- [What the exercise asks]: I need the number of lines in the data that contain the word "args", and nothing beyond it.

※

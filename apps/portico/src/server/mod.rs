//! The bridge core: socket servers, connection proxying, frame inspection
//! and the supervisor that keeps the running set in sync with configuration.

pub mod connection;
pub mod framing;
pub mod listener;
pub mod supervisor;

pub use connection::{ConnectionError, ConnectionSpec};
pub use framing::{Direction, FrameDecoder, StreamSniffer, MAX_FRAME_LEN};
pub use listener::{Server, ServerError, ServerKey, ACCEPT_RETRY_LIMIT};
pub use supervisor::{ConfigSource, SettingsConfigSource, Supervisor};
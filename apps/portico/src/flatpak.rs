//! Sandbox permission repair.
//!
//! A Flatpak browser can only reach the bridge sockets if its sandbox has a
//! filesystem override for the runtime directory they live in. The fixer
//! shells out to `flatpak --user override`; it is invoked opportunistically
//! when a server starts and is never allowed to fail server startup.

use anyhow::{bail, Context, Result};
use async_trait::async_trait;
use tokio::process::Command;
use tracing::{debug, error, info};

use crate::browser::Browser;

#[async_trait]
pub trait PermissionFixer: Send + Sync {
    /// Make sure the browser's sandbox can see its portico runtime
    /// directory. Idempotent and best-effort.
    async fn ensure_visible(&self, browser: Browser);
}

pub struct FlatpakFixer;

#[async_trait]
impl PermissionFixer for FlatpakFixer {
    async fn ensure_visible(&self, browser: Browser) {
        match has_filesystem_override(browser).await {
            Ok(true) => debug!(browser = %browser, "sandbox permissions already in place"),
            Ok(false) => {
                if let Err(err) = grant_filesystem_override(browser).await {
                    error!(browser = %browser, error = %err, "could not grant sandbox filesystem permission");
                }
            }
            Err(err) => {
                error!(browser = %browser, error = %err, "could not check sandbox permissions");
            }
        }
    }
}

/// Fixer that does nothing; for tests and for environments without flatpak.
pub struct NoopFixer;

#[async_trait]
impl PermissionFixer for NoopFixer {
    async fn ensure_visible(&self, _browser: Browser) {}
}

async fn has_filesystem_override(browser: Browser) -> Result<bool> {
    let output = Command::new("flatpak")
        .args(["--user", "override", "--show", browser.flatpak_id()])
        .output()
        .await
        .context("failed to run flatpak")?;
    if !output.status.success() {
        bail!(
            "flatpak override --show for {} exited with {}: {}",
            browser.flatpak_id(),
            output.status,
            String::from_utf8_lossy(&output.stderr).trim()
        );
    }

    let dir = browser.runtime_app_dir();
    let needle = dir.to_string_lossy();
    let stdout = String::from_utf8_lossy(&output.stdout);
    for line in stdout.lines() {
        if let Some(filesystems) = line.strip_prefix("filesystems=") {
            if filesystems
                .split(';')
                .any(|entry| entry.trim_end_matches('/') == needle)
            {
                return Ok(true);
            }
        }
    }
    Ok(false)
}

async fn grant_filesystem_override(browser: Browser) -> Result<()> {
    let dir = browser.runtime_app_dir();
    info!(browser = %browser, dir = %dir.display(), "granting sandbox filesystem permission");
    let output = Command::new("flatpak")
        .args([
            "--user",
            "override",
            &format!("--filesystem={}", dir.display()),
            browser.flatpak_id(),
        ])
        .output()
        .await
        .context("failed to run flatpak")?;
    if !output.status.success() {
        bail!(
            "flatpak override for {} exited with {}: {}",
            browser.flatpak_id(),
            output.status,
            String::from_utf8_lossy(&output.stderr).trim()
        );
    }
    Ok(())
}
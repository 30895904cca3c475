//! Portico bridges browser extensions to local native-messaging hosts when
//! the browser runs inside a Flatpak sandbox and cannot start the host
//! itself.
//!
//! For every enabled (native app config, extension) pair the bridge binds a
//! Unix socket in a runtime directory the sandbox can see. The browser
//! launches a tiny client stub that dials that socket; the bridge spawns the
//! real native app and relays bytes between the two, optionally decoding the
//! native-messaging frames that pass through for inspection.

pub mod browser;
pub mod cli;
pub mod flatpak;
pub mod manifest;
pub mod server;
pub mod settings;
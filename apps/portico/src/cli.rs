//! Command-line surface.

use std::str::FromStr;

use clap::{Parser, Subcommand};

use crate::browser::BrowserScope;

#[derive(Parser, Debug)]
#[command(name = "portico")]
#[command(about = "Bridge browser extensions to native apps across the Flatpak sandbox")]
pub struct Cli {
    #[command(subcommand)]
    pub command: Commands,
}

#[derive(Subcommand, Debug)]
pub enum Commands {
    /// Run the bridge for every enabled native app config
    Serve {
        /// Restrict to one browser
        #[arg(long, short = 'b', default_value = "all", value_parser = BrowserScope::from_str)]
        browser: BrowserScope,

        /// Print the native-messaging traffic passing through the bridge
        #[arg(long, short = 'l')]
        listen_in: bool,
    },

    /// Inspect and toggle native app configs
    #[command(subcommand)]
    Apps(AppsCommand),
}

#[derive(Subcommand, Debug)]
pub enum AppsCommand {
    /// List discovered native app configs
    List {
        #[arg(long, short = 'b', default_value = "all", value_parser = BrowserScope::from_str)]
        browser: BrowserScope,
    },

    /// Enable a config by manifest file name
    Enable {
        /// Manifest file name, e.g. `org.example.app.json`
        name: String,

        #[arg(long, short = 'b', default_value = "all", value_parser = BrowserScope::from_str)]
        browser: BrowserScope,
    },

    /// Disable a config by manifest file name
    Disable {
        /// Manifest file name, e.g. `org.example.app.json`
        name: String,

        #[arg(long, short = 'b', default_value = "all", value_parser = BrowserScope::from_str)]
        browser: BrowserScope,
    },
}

※

- [Completed exercise]: 2